You are solely responsible for verifying the accuracy of all data displayed in the App. This includes, but is not limited to, report times, flight times, duty periods, rest requirements, layover durations, deadhead information, contract warnings, pay/credit estimates, live data overlays, Trip Kit exports, and any parsed roster or schedule data. Errors or inaccuracies in the App can have serious professional consequences, including potential violations of duty/rest rules, regulatory infractions, or career-ending outcomes. Always cross-check all information against your official airline sources (e.g., CMS Workschedule or JCT Details page) before relying on it.

Offline data, parsed rosters, live flight information, contract-rule alerts, pay/credit estimates, layover information, and exported documents may be delayed, incomplete, unavailable, or incorrect.

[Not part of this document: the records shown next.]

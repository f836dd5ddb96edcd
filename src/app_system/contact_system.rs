use std::num::NonZeroUsize;
use std::sync::Arc;

use tracing::{error, info, instrument};

use super::{Backend, Settings};
use crate::book_actor::BookService;
use crate::clients::BookClient;
use crate::gateway::{Gateway, GatewayError, HttpGateway, MemoryGateway};

const CHANNEL_BUFFER: usize = 32;

/// Starts the gateway and the book service, and hands out the book client.
pub struct ContactSystem {
    pub book_client: BookClient,
    handles: Vec<tokio::task::JoinHandle<()>>,
}

impl ContactSystem {
    /// Wire up the configured backend. The book loads the collection as
    /// soon as its service starts.
    #[instrument(name = "contact_system", skip(settings), fields(backend = ?settings.gateway.backend))]
    pub fn new(settings: &Settings) -> Result<Self, GatewayError> {
        info!("Starting contact system");
        let mut handles = Vec::new();

        let gateway: Arc<dyn Gateway> = match settings.gateway.backend {
            Backend::Http => {
                info!(base_url = %settings.gateway.base_url, "Using HTTP gateway");
                Arc::new(HttpGateway::new(
                    settings.gateway.base_url.clone(),
                    settings.gateway.timeout(),
                )?)
            }
            Backend::Memory => {
                let (memory, client) = MemoryGateway::new(CHANNEL_BUFFER);
                handles.push(tokio::spawn(memory.run()));
                Arc::new(client)
            }
        };

        let mut system = Self::with_gateway(gateway, settings.view.page_size);
        // Gateway last: it stops once the book drops its client.
        system.handles.extend(handles);
        Ok(system)
    }

    pub fn with_gateway(gateway: Arc<dyn Gateway>, page_size: NonZeroUsize) -> Self {
        let (service, book_client) = BookService::new(CHANNEL_BUFFER, page_size, gateway);
        let handle = tokio::spawn(service.run());
        Self {
            book_client,
            handles: vec![handle],
        }
    }

    #[instrument(skip(self))]
    pub async fn shutdown(self) -> Result<(), String> {
        info!("Shutting down contact system");

        let _ = self.book_client.shutdown().await;
        drop(self.book_client);

        for handle in self.handles {
            if let Err(e) = handle.await {
                error!(error = ?e, "Service shutdown error");
                return Err(format!("Service task failed: {:?}", e));
            }
        }

        info!("Contact system shutdown complete");
        Ok(())
    }
}
use std::num::NonZeroUsize;
use std::time::Duration;

use config::builder::DefaultState;
use config::{Config, ConfigBuilder, ConfigError, Environment, File, FileFormat};
use serde::Deserialize;
use url::Url;

#[derive(Debug, Clone, Copy, PartialEq, Eq, Deserialize)]
#[serde(rename_all = "lowercase")]
pub enum Backend {
    /// The REST service at `base_url`.
    Http,
    /// An in-process service, empty at start.
    Memory,
}

#[derive(Debug, Clone, Deserialize)]
pub struct GatewaySettings {
    pub backend: Backend,
    pub base_url: Url,
    pub timeout_secs: Option<u64>,
}

impl GatewaySettings {
    pub fn timeout(&self) -> Option<Duration> {
        self.timeout_secs.map(Duration::from_secs)
    }
}

#[derive(Debug, Clone, Deserialize)]
pub struct ViewSettings {
    pub page_size: NonZeroUsize,
}

#[derive(Debug, Clone, Deserialize)]
pub struct LogSettings {
    pub filter: String,
}

#[derive(Debug, Clone, Deserialize)]
pub struct Settings {
    pub gateway: GatewaySettings,
    pub view: ViewSettings,
    pub log: LogSettings,
}

impl Settings {
    /// Defaults, then `contact_book.toml` if present, then
    /// `CONTACT_BOOK_<SECTION>__<KEY>` environment variables.
    pub fn new() -> Result<Self, ConfigError> {
        Self::defaults()?
            .add_source(
                File::with_name("contact_book")
                    .format(FileFormat::Toml)
                    .required(false),
            )
            .add_source(Self::environment())
            .build()?
            .try_deserialize()
    }

    fn environment() -> Environment {
        Environment::with_prefix("CONTACT_BOOK")
            .prefix_separator("_")
            .separator("__")
            .try_parsing(true)
    }

    fn defaults() -> Result<ConfigBuilder<DefaultState>, ConfigError> {
        Config::builder()
            .set_default("gateway.backend", "http")?
            .set_default("gateway.base_url", "http://localhost:3000/data")?
            .set_default("view.page_size", 5_i64)?
            .set_default("log.filter", "info")
    }
}

#[cfg(test)]
mod tests {
    use super::*;

    fn from_toml(toml: &str) -> Result<Settings, ConfigError> {
        Settings::defaults()?
            .add_source(File::from_str(toml, FileFormat::Toml))
            .build()?
            .try_deserialize()
    }

    #[test]
    fn test_defaults() {
        let settings = from_toml("").unwrap();
        assert_eq!(settings.gateway.backend, Backend::Http);
        assert_eq!(settings.gateway.base_url.as_str(), "http://localhost:3000/data");
        assert_eq!(settings.gateway.timeout(), None);
        assert_eq!(settings.view.page_size.get(), 5);
        assert_eq!(settings.log.filter, "info");
    }

    #[test]
    fn test_file_overrides() {
        let settings = from_toml(
            r#"
            [gateway]
            backend = "memory"
            base_url = "http://example.test/contacts"
            timeout_secs = 10

            [view]
            page_size = 20
            "#,
        )
        .unwrap();
        assert_eq!(settings.gateway.backend, Backend::Memory);
        assert_eq!(settings.gateway.base_url.path(), "/contacts");
        assert_eq!(settings.gateway.timeout(), Some(Duration::from_secs(10)));
        assert_eq!(settings.view.page_size.get(), 20);
    }

    #[test]
    fn test_environment_overrides() {
        let vars: config::Map<String, String> = [
            ("CONTACT_BOOK_GATEWAY__BASE_URL", "http://env.test:8080/people"),
            ("CONTACT_BOOK_VIEW__PAGE_SIZE", "12"),
        ]
        .into_iter()
        .map(|(k, v)| (k.to_string(), v.to_string()))
        .collect();

        let settings: Settings = Settings::defaults()
            .unwrap()
            .add_source(Settings::environment().source(Some(vars)))
            .build()
            .unwrap()
            .try_deserialize()
            .unwrap();
        assert_eq!(settings.gateway.base_url.as_str(), "http://env.test:8080/people");
        assert_eq!(settings.view.page_size.get(), 12);
        assert_eq!(settings.gateway.backend, Backend::Http);
    }

    #[test]
    fn test_zero_page_size_is_rejected() {
        assert!(from_toml("[view]\npage_size = 0").is_err());
    }

    #[test]
    fn test_bad_base_url_is_rejected() {
        assert!(from_toml("[gateway]\nbase_url = \"not a url\"").is_err());
    }
}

Official airline, company, FAA, CMS, JCT, and other authoritative sources always control over anything displayed or generated by the App.

Your use of the App must comply at all times with:

  • All applicable laws and regulations, including Federal Aviation Regulations (FARs) and 14 CFR Parts 121 and 117;
  • Your airline's Standard Operating Procedures (SOPs), policies, and procedures;
  • Company rules and the IPA collective bargaining agreement;
  • Any other restrictions on electronic device use during flight or critical phases of operation.

You agree not to use the App in any manner or at any time that is prohibited by law, regulation, airline policy, or safety requirements. We disclaim any liability for any consequences arising from your use (or misuse) of the App in violation of these rules.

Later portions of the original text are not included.